LINKÖPING UNIVERSITY
Department of Computer and Information Science
Division of statistics
Task 3: Residual analysis and modelling
The data file softdrinks_res.xls contains data on the quantities of soft drinks sold by a
shop in a residential area. Your task is to step by step build a prediction model for the
quantities sold.
a) Import the file softdrinks_res.xls to SAS and set suitable model roles for all
variables. Use the Sampling node in Enterprise Miner (EM) and a manually typed
seed to select a sample comprising 90% of the data. This data set will then be
your raw data. Include the seed in your report.

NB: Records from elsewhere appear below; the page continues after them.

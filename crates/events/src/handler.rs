//! Consumer-side handler contract and per-message failure disposition.

use core::str::FromStr;

use async_trait::async_trait;
use chrono::{DateTime, Utc};
use serde::{Deserialize, Serialize};
use thiserror::Error;
use tracing::{debug, error, instrument, warn};
use uuid::Uuid;

use crate::envelope::EventEnvelope;
use crate::event::{DecodeError, EventKind};

/// Why a handler could not apply a message.
///
/// "Already applied" is never an error: handlers absorb redelivery silently.
/// Everything here is contained per message by the consumer loop.
#[derive(Debug, Error, Clone, PartialEq, Eq)]
pub enum HandlerError {
    /// Payload did not match the shape its routing key dictates.
    #[error("malformed {kind} payload: {reason}")]
    Malformed { kind: String, reason: String },

    /// Routing key outside the event taxonomy reached a handler.
    #[error("unknown event kind: {0}")]
    UnknownKind(String),

    /// A referenced entity has not replicated yet (or was lost).
    #[error("referential gap: {entity} {key} not found")]
    ReferentialGap { entity: &'static str, key: String },

    /// Applying would break a business invariant.
    #[error("conflict: {0}")]
    Conflict(String),

    /// The local store failed.
    #[error("repository failure: {0}")]
    Repository(String),
}

impl From<DecodeError> for HandlerError {
    fn from(value: DecodeError) -> Self {
        match value {
            DecodeError::UnknownKind(k) => HandlerError::UnknownKind(k),
            DecodeError::Malformed { kind, reason } => HandlerError::Malformed {
                kind: kind.to_string(),
                reason,
            },
        }
    }
}

/// Applies delivered envelopes to a local store.
#[async_trait]
pub trait MessageHandler: Send + Sync {
    /// Event kind this handler is bound to.
    fn kind(&self) -> EventKind;

    async fn handle(&self, envelope: &EventEnvelope) -> Result<(), HandlerError>;
}

/// What happens to a message whose handler failed.
///
/// In both cases the message is acknowledged and the consumer moves on; the
/// difference is whether the failed message is kept anywhere.
#[derive(Debug, Copy, Clone, Default, PartialEq, Eq, Serialize, Deserialize)]
#[serde(rename_all = "snake_case")]
pub enum FailurePolicy {
    /// Forward the message and its error to the queue's dead-letter
    /// destination, then acknowledge.
    #[default]
    DeadLetter,
    /// Log and acknowledge. The event is lost.
    Acknowledge,
}

impl FromStr for FailurePolicy {
    type Err = String;

    fn from_str(s: &str) -> Result<Self, Self::Err> {
        match s.trim().to_ascii_lowercase().replace('-', "_").as_str() {
            "dead_letter" | "dlq" => Ok(FailurePolicy::DeadLetter),
            "acknowledge" | "ack" => Ok(FailurePolicy::Acknowledge),
            other => Err(format!("unknown failure policy: {other}")),
        }
    }
}

/// A failed message parked for inspection or manual replay.
#[derive(Debug, Clone, PartialEq, Eq, Serialize, Deserialize)]
pub struct DeadLetter {
    pub id: Uuid,
    pub queue: String,
    pub routing_key: String,
    /// Original message body, verbatim.
    pub body: String,
    pub error: String,
    pub failed_at: DateTime<Utc>,
}

impl DeadLetter {
    pub fn new(queue: &str, routing_key: &str, body: &[u8], error: impl Into<String>) -> Self {
        Self {
            id: Uuid::now_v7(),
            queue: queue.to_string(),
            routing_key: routing_key.to_string(),
            body: String::from_utf8_lossy(body).into_owned(),
            error: error.into(),
            failed_at: Utc::now(),
        }
    }
}

/// Outcome of processing one delivery. Every variant is acknowledged.
#[derive(Debug, Clone, PartialEq, Eq)]
pub enum Disposition {
    Processed,
    DeadLettered(DeadLetter),
    Dropped { error: String },
}

fn on_failure(
    policy: FailurePolicy,
    queue: &str,
    routing_key: &str,
    body: &[u8],
    error: String,
) -> Disposition {
    match policy {
        FailurePolicy::DeadLetter => {
            Disposition::DeadLettered(DeadLetter::new(queue, routing_key, body, error))
        }
        FailurePolicy::Acknowledge => {
            warn!(queue, routing_key, error = %error, "dropping failed message");
            Disposition::Dropped { error }
        }
    }
}

/// Run one decoded delivery through its handler and decide its disposition.
///
/// Shared by every broker implementation so failure handling is identical
/// regardless of transport.
#[instrument(skip_all, fields(queue = queue, routing_key = envelope.routing_key()))]
pub async fn dispatch(
    queue: &str,
    envelope: &EventEnvelope,
    body: &[u8],
    handler: &dyn MessageHandler,
    policy: FailurePolicy,
) -> Disposition {
    match handler.handle(envelope).await {
        Ok(()) => {
            debug!(queue, routing_key = envelope.routing_key(), "message processed");
            Disposition::Processed
        }
        Err(err) => {
            error!(
                queue,
                routing_key = envelope.routing_key(),
                published_at = %envelope.timestamp(),
                error = %err,
                "message handler failed"
            );
            on_failure(policy, queue, envelope.routing_key(), body, err.to_string())
        }
    }
}

/// Disposition for a body that could not even be decoded into an envelope.
pub fn undecodable(
    queue: &str,
    routing_key: &str,
    body: &[u8],
    error: impl core::fmt::Display,
    policy: FailurePolicy,
) -> Disposition {
    error!(queue, routing_key, error = %error, "undecodable message body");
    on_failure(policy, queue, routing_key, body, format!("undecodable body: {error}"))
}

b) Use proc gam in SAS to fit a model with log_quantity as target and weekday
dummies and spline functions of the day_of_year and time as predictors.
c) Plot the residuals in task b against suitably selected variables and explain how
such plots can help you modify the degrees of freedom of the spline functions.
d) Introduce a spline function of temperature in the additive model and plot the sum
of the linear and nonlinear parts of this spline function. Also determine whether or
not these components are statistically significant.
e) Introduce a set of holiday dummies in your model and use visual inspection of
suitably selected residual plots to assess the presence of interaction effects
influencing the target variable.
f) Explain how certain interaction effects can be incorporated into generalized
additive models.
g) Examine the presence of substantial interaction effects in your model of the log
quantity sold and discuss whether or not these effects can be handled in proc gam.
To hand in
Highlighted items with clear and well organized answers and insightful comments and
explanations.
Grading
The solutions to the three tasks will be graded from 0 to 10, and a minimum of 12 points
are required to pass the course with grade D. Higher scores will yield higher grades. The
clarity and quality of motivations and comments play an important role in the grading.